How Tartaglia Solved the Cubic Equation - The First Solutions

Author(s): 
Friedrich Katscher

The Bolognese university lecturer Scipione dal Ferro (1465-1526) found solutions to equations of types

A) x3+px=q, B) x3=px+q, and C) x3+q=px

in 1505 (by one report) or 1515 (by another report), but did not publish them. One of his pupils, the Venetian arithmetician Antoniomaria Fior, challenged the reckoning master Nicolo Tartaglia (1499/1500-1557) to a written mathematical contest. Each one made up 30 mathematical problems, with Fior's set consisting only of equations of the type we called A), and Tartaglia's 30 different algebraic and geometric questions.

Nicolo Tartaglia

Nicolo Tartaglia (1500-1557)

Luckily Tartaglia found the "general rule," as he called it, for type A) equations on February 12, 1535, eight days before the deadline to bring the solutions to a notary, and for type B) equations on the following day. He solved Fior's problems within two hours, whereas Fior was unable to answer Tartaglia's mathematical questions.

In the 1530s algebraic quantities were not yet represented by letters. The first who did this was the Frenchman François Viète (Latinized Vieta, 1540-1603) in 1591; he used the vowels A, E, I, O, U, Y for the unknowns, and the first Greek consonants - B(eta), G(amma), D(elta), Z(eta) - for constants. The letter x for the unknown was introduced by the Frenchman René Descartes (Latinized Cartesius, 1596-1650) in 1637. Therefore, in the 1530s, you had to either write out in full the terms used, or use abbreviations to save time and space.

Tartaglia denoted the three equations without the quadratic term thus:

A) Capitolo de cubo e cosa equal à numero,

B) Capitolo de cose e numero equal à cubo,

C) Capitolo de cubo e numero equal à cose.

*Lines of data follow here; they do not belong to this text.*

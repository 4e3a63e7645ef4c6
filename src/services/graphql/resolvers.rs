//! Query planning and entity resolution
//!
//! Root fields resolve through an [EntityResolver] directly against the
//! request's snapshot. Relation fields go through the request's
//! [RelationLoader] so siblings are batched.

use std::collections::HashMap;
use std::sync::Arc;

use async_graphql::Value;
use async_trait::async_trait;
use tracing::debug;

use super::errors::{EngineError, ValidationError};
use super::filters::{self, FilterNode, Literal};
use super::loaders::{BatchPlan, EdgeKey, Lookup, RelationLoader};
use super::orm::{
    EntityQuery, EntityRow, EntityTypeDescriptor, ForeignKey, OrderSpec,
    PaginationLimits, RelationDescriptor, RelationKind, ScalarKind, SchemaMapper, Window,
};
use super::propagation::NullTargets;
use crate::db::Snapshot;

/// Per-request resources shared by every resolver of that request.
pub struct RequestScope {
    pub snapshot: Arc<dyn Snapshot>,
    pub loader: Arc<RelationLoader>,
    pub null_targets: Arc<NullTargets>,
}

impl RequestScope {
    pub fn new(snapshot: Arc<dyn Snapshot>) -> Self {
        let loader = RelationLoader::new(snapshot.clone());
        Self {
            snapshot,
            loader,
            null_targets: Arc::default(),
        }
    }
}

/// Raw list arguments (`first`, `skip`, `orderBy`, `orderDirection`, `where`).
#[derive(Debug, Clone, Default)]
pub struct ListArguments {
    pub first: Option<i64>,
    pub skip: Option<i64>,
    pub order_by: Option<String>,
    pub order_direction: Option<String>,
    pub filter: Value,
}

impl ListArguments {
    /// Read list arguments from a field's argument map.
    pub fn from_map(
        args: &async_graphql::indexmap::IndexMap<async_graphql::Name, Value>,
    ) -> Result<Self, ValidationError> {
        let integer = |name: &'static str| -> Result<Option<i64>, ValidationError> {
            match args.get(name) {
                None | Some(Value::Null) => Ok(None),
                Some(Value::Number(n)) => n
                    .as_i64()
                    .map(Some)
                    .ok_or(ValidationError::InvalidPaginationArgument { argument: name }),
                Some(_) => Err(ValidationError::InvalidPaginationArgument { argument: name }),
            }
        };
        let name = |key: &str| match args.get(key) {
            Some(Value::Enum(value)) => Some(value.to_string()),
            Some(Value::String(s)) => Some(s.clone()),
            _ => None,
        };

        Ok(Self {
            first: integer("first")?,
            skip: integer("skip")?,
            order_by: name("orderBy"),
            order_direction: name("orderDirection"),
            filter: args.get("where").cloned().unwrap_or(Value::Null),
        })
    }
}

/// A validated list query for one entity.
#[derive(Debug, Clone)]
pub struct QueryPlan {
    pub entity: Arc<EntityTypeDescriptor>,
    pub filter: FilterNode,
    pub order: OrderSpec,
    pub window: Window,
}

impl QueryPlan {
    pub fn new(
        entity: Arc<EntityTypeDescriptor>,
        args: &ListArguments,
        limits: &PaginationLimits,
    ) -> Result<Self, ValidationError> {
        let filter = filters::compile(&entity, &args.filter)?;
        let order = OrderSpec::resolve(
            &entity,
            args.order_by.as_deref(),
            args.order_direction.as_deref(),
        )?;
        let window = Window::resolve(args.first, args.skip, limits)?;
        Ok(Self {
            entity,
            filter,
            order,
            window,
        })
    }
}

#[async_trait]
pub trait EntityResolver: Send + Sync {
    fn entity(&self) -> &Arc<EntityTypeDescriptor>;

    /// Point lookup. Absence is `Ok(None)`.
    async fn resolve_one(&self, scope: &RequestScope, id: &str) -> Result<Option<EntityRow>, EngineError>;

    async fn resolve_many(&self, scope: &RequestScope, plan: &QueryPlan) -> Result<Vec<EntityRow>, EngineError>;

    /// Rows of `relation` for one parent row, batched with its siblings.
    async fn resolve_relation(
        &self,
        scope: &RequestScope,
        parent: &EntityRow,
        relation: &str,
        args: &ListArguments,
    ) -> Result<Arc<Vec<EntityRow>>, EngineError>;
}

/// Resolver for entities backed by one table.
pub struct TableResolver {
    entity: Arc<EntityTypeDescriptor>,
    mapper: Arc<SchemaMapper>,
    limits: PaginationLimits,
}

impl TableResolver {
    pub fn new(entity: Arc<EntityTypeDescriptor>, mapper: Arc<SchemaMapper>, limits: PaginationLimits) -> Self {
        Self {
            entity,
            mapper,
            limits,
        }
    }

    fn target(&self, relation: &RelationDescriptor) -> Result<Arc<EntityTypeDescriptor>, ValidationError> {
        self.mapper
            .descriptor(&relation.target)
            .ok_or_else(|| ValidationError::UnknownEntity(relation.target.clone()))
    }
}

#[async_trait]
impl EntityResolver for TableResolver {
    fn entity(&self) -> &Arc<EntityTypeDescriptor> {
        &self.entity
    }

    async fn resolve_one(&self, scope: &RequestScope, id: &str) -> Result<Option<EntityRow>, EngineError> {
        let statement = EntityQuery::new(&self.entity)
            .filter(FilterNode::Compare {
                column: self.entity.id_column().to_string(),
                kind: ScalarKind::String,
                op: filters::FilterOp::Eq,
                value: Literal::Text(id.to_string()),
            })
            .window(Window { first: 1, skip: 0 })
            .build();
        let rows = scope.snapshot.fetch(&statement).await?;
        Ok(rows.into_iter().next())
    }

    async fn resolve_many(&self, scope: &RequestScope, plan: &QueryPlan) -> Result<Vec<EntityRow>, EngineError> {
        debug!(
            entity = %plan.entity.name,
            first = plan.window.first,
            skip = plan.window.skip,
            "Resolving list"
        );
        let statement = EntityQuery::new(&plan.entity)
            .filter(plan.filter.clone())
            .order_by(plan.order.clone())
            .window(plan.window)
            .build();
        Ok(scope.snapshot.fetch(&statement).await?)
    }

    async fn resolve_relation(
        &self,
        scope: &RequestScope,
        parent: &EntityRow,
        relation: &str,
        args: &ListArguments,
    ) -> Result<Arc<Vec<EntityRow>>, EngineError> {
        let descriptor = self
            .entity
            .relation(relation)
            .ok_or_else(|| ValidationError::UnknownField {
                entity: self.entity.name.clone(),
                field: relation.to_string(),
            })?;
        let target = self.target(descriptor)?;
        let edge = EdgeKey::new(&self.entity.name, &descriptor.name);

        let (edge, key, plan) = match (&descriptor.kind, &descriptor.foreign_key) {
            (_, ForeignKey::Parent(column)) => {
                // null reference: nothing to fetch
                let Some(key) = parent.text(column) else {
                    return Ok(Arc::new(Vec::new()));
                };
                (edge, key.to_string(), BatchPlan::by_id(target))
            }
            (RelationKind::ToOne, ForeignKey::Target(column)) => {
                let Some(key) = parent.text(self.entity.id_column()) else {
                    return Ok(Arc::new(Vec::new()));
                };
                let plan = BatchPlan {
                    lookup: Lookup::ByColumn(column.clone()),
                    window: Some(Window { first: 1, skip: 0 }),
                    ..BatchPlan::by_id(target)
                };
                (edge, key.to_string(), plan)
            }
            (RelationKind::ToMany, ForeignKey::Target(column)) => {
                let Some(key) = parent.text(self.entity.id_column()) else {
                    return Ok(Arc::new(Vec::new()));
                };
                let planned = QueryPlan::new(target, args, &self.limits)?;
                let fingerprint = format!("{:?}|{:?}|{:?}", planned.filter, planned.order, planned.window);
                let plan = BatchPlan {
                    target: planned.entity,
                    lookup: Lookup::ByColumn(column.clone()),
                    filter: planned.filter,
                    order: planned.order,
                    window: Some(planned.window),
                };
                (edge.with_arguments(fingerprint), key.to_string(), plan)
            }
        };

        Ok(scope.loader.load(&edge, &key, move || plan).await?)
    }
}

/// Resolvers by entity name.
#[derive(Clone)]
pub struct ResolverRegistry {
    resolvers: HashMap<String, Arc<dyn EntityResolver>>,
}

impl ResolverRegistry {
    /// One [TableResolver] per mapped entity.
    pub fn from_mapper(mapper: Arc<SchemaMapper>, limits: PaginationLimits) -> Self {
        let resolvers = mapper
            .entities()
            .map(|entity| {
                let resolver: Arc<dyn EntityResolver> =
                    Arc::new(TableResolver::new(entity.clone(), mapper.clone(), limits));
                (entity.name.clone(), resolver)
            })
            .collect();
        Self { resolvers }
    }

    pub fn get(&self, entity: &str) -> Result<Arc<dyn EntityResolver>, ValidationError> {
        self.resolvers
            .get(entity)
            .cloned()
            .ok_or_else(|| ValidationError::UnknownEntity(entity.to_string()))
    }
}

The Italian word capitolo has the meaning of chapter or funny poem, but the mathematicians used it for "type of equation." Cosa, plural cose, means thing and was the term for the unknown, our x, but also for the whole linear term, our px, and even for our p alone. Cubo, of course, was our x3, and numero, number, was the designation of the absolute or constant term, our q. The word de means "of", e "and", and equal à "equal to". Now it is easy to understand the wording of Tartaglia although it is puzzling why in A) he used the singular cosa and in B) and C) the plural cose.